Supplied information:
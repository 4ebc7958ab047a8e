// 该文件是 YOLOv5 检测项目的一部分。
// src/blob.rs - 网络输入张量预处理
//
// 本文件根据 Apache 许可证第 2.0 版（以下简称“许可证”）授权使用；
// 除非遵守该许可证条款，否则您不得使用本文件。
// 您可通过以下网址获取许可证副本：
// http://www.apache.org/licenses/LICENSE-2.0
// 除非适用法律要求或书面同意，根据本许可协议分发的软件均按“原样”提供，
// 不附带任何形式的明示或暗示的保证或条件。
// 有关许可权限与限制的具体条款，请参阅本许可协议。
//
// Copyright (C) 2026 Johann Li <me@qinka.pro>, Wareless Group

use image::imageops::{self, FilterType};

use crate::frame::{Frame, RGB_CHANNELS};

const PIXEL_SCALE: f32 = 1.0 / 255.0;

/// NCHW 排列的 f32 输入张量，形状为 `[1, 3, H, W]`
#[derive(Debug, Clone, PartialEq)]
pub struct Blob {
  shape: [usize; 4],
  data: Vec<f32>,
}

impl Blob {
  /// 将帧双线性缩放到 `width`x`height`，转为 NCHW 并归一化到 [0, 1]
  pub fn from_frame(frame: &Frame, width: u32, height: u32) -> Self {
    let (dst_w, dst_h) = (width as usize, height as usize);
    let plane = dst_w * dst_h;
    let mut data = vec![0f32; RGB_CHANNELS * plane];

    // 空帧无法采样，保持全零
    if !frame.is_empty() && plane > 0 {
      let resized = imageops::resize(&frame.to_rgb_image(), width, height, FilterType::Triangle);
      for (idx, pixel) in resized.pixels().enumerate() {
        for (c, value) in pixel.0.iter().enumerate() {
          data[c * plane + idx] = *value as f32 * PIXEL_SCALE;
        }
      }
    }

    Self {
      shape: [1, RGB_CHANNELS, dst_h, dst_w],
      data,
    }
  }

  pub fn shape(&self) -> [usize; 4] {
    self.shape
  }

  pub fn data(&self) -> &[f32] {
    &self.data
  }

  pub fn into_data(self) -> Vec<f32> {
    self.data
  }
}

#[cfg(test)]
mod tests {
  use super::*;

  #[test]
  fn blob_is_nchw_and_normalized() {
    let mut data = Vec::new();
    for _ in 0..4 {
      data.extend_from_slice(&[255, 0, 51]);
    }
    let frame = Frame::from_raw(2, 2, data).unwrap();

    let blob = Blob::from_frame(&frame, 4, 4);
    assert_eq!(blob.shape(), [1, 3, 4, 4]);
    assert_eq!(blob.data().len(), 48);
    assert!(blob.data()[..16].iter().all(|v| (*v - 1.0).abs() < 1e-6));
    assert!(blob.data()[16..32].iter().all(|v| v.abs() < 1e-6));
    assert!(blob.data()[32..].iter().all(|v| (*v - 0.2).abs() < 1e-6));
  }

  #[test]
  fn downscale_averages_neighbours() {
    // 左半白右半黑，缩到 1x1 后取中间值
    let mut data = Vec::new();
    for _ in 0..2 {
      data.extend_from_slice(&[255, 255, 255, 0, 0, 0]);
    }
    let frame = Frame::from_raw(2, 2, data).unwrap();

    let blob = Blob::from_frame(&frame, 1, 1);
    assert_eq!(blob.shape(), [1, 3, 1, 1]);
    assert!(blob.data().iter().all(|v| (*v - 0.5).abs() < 0.01));
  }

  #[test]
  fn empty_frame_gives_zero_blob() {
    let blob = Blob::from_frame(&Frame::with_shape(0, 0), 2, 2);
    assert_eq!(blob.shape(), [1, 3, 2, 2]);
    assert!(blob.data().iter().all(|v| *v == 0.0));
  }
}
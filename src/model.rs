// 该文件是 YOLOv5 检测项目的一部分。
// src/model.rs - 模型
//
// 本文件根据 Apache 许可证第 2.0 版（以下简称“许可证”）授权使用；
// 除非遵守该许可证条款，否则您不得使用本文件。
// 您可通过以下网址获取许可证副本：
// http://www.apache.org/licenses/LICENSE-2.0
// 除非适用法律要求或书面同意，根据本许可协议分发的软件均按“原样”提供，
// 不附带任何形式的明示或暗示的保证或条件。
// 有关许可权限与限制的具体条款，请参阅本许可协议。
//
// Copyright (C) 2026 Johann Li <me@qinka.pro>, Wareless Group

use serde_json::{Value, json};

pub trait Model {
  type Input;
  type Output;
  type Error;

  fn infer(&mut self, input: &Self::Input) -> Result<Self::Output, Self::Error>;
}

/// NMS 之前的候选检测
#[derive(Debug, Clone, Copy, PartialEq)]
pub struct Detection {
  pub class_id: usize,
  pub confidence: f32,
  pub bounding_box: Rect,
}

/// 最终检测结果
#[derive(Debug, Clone, PartialEq)]
pub struct ObjectDetection {
  pub class_id: usize,
  pub class_name: String,
  /// 原图像素坐标 [left, top, right, bottom)
  pub bounding_box: Rect,
  pub confidence: f32,
}

impl ObjectDetection {
  pub fn to_json(&self) -> Value {
    json!({
      "class_id": self.class_id,
      "class_name": self.class_name,
      "confidence": self.confidence,
      "bbox": [
        self.bounding_box.left,
        self.bounding_box.top,
        self.bounding_box.right,
        self.bounding_box.bottom,
      ],
    })
  }
}

mod decode;
mod geometry;
mod labels;
mod nms;
mod postprocess;
mod yolov5;

pub use self::decode::{BoxGeometry, DecodedRow, best_class, decode_row};
pub use self::geometry::{BoundingBoxMapper, Rect};
pub use self::labels::{ClassFilterSet, ClassNameTable, ClassNamesError};
pub use self::nms::Suppressor;
pub use self::postprocess::PostProcessor;
pub use self::yolov5::{Detector, DetectorBuilder, DetectorError};

#[cfg(test)]
mod tests {
  use super::*;

  #[test]
  fn detection_serializes_to_json() {
    let detection = ObjectDetection {
      class_id: 1,
      class_name: "coffee".to_string(),
      bounding_box: Rect::new(1, 2, 3, 4),
      confidence: 0.75,
    };

    let value = detection.to_json();
    assert_eq!(value["class_id"], 1);
    assert_eq!(value["class_name"], "coffee");
    assert_eq!(value["confidence"], 0.75);
    assert_eq!(value["bbox"], json!([1, 2, 3, 4]));
  }
}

About this exercise:
Set down, exactly as they appear, the line holding "#[derive(Debug, Clone, Copy, PartialEq)]" and every line after it until the records end.

Result of this exercise:
#[derive(Debug, Clone, Copy, PartialEq)]
pub struct Detection {
  pub class_id: usize,
  pub confidence: f32,
  pub bounding_box: Rect,
}

/// 最终检测结果
#[derive(Debug, Clone, PartialEq)]
pub struct ObjectDetection {
  pub class_id: usize,
  pub class_name: String,
  /// 原图像素坐标 [left, top, right, bottom)
  pub bounding_box: Rect,
  pub confidence: f32,
}

impl ObjectDetection {
  pub fn to_json(&self) -> Value {
    json!({
      "class_id": self.class_id,
      "class_name": self.class_name,
      "confidence": self.confidence,
      "bbox": [
        self.bounding_box.left,
        self.bounding_box.top,
        self.bounding_box.right,
        self.bounding_box.bottom,
      ],
    })
  }
}

mod decode;
mod geometry;
mod labels;
mod nms;
mod postprocess;
mod yolov5;

pub use self::decode::{BoxGeometry, DecodedRow, best_class, decode_row};
pub use self::geometry::{BoundingBoxMapper, Rect};
pub use self::labels::{ClassFilterSet, ClassNameTable, ClassNamesError};
pub use self::nms::Suppressor;
pub use self::postprocess::PostProcessor;
pub use self::yolov5::{Detector, DetectorBuilder, DetectorError};

#[cfg(test)]
mod tests {
  use super::*;

  #[test]
  fn detection_serializes_to_json() {
    let detection = ObjectDetection {
      class_id: 1,
      class_name: "coffee".to_string(),
      bounding_box: Rect::new(1, 2, 3, 4),
      confidence: 0.75,
    };

    let value = detection.to_json();
    assert_eq!(value["class_id"], 1);
    assert_eq!(value["class_name"], "coffee");
    assert_eq!(value["confidence"], 0.75);
    assert_eq!(value["bbox"], json!([1, 2, 3, 4]));
  }
}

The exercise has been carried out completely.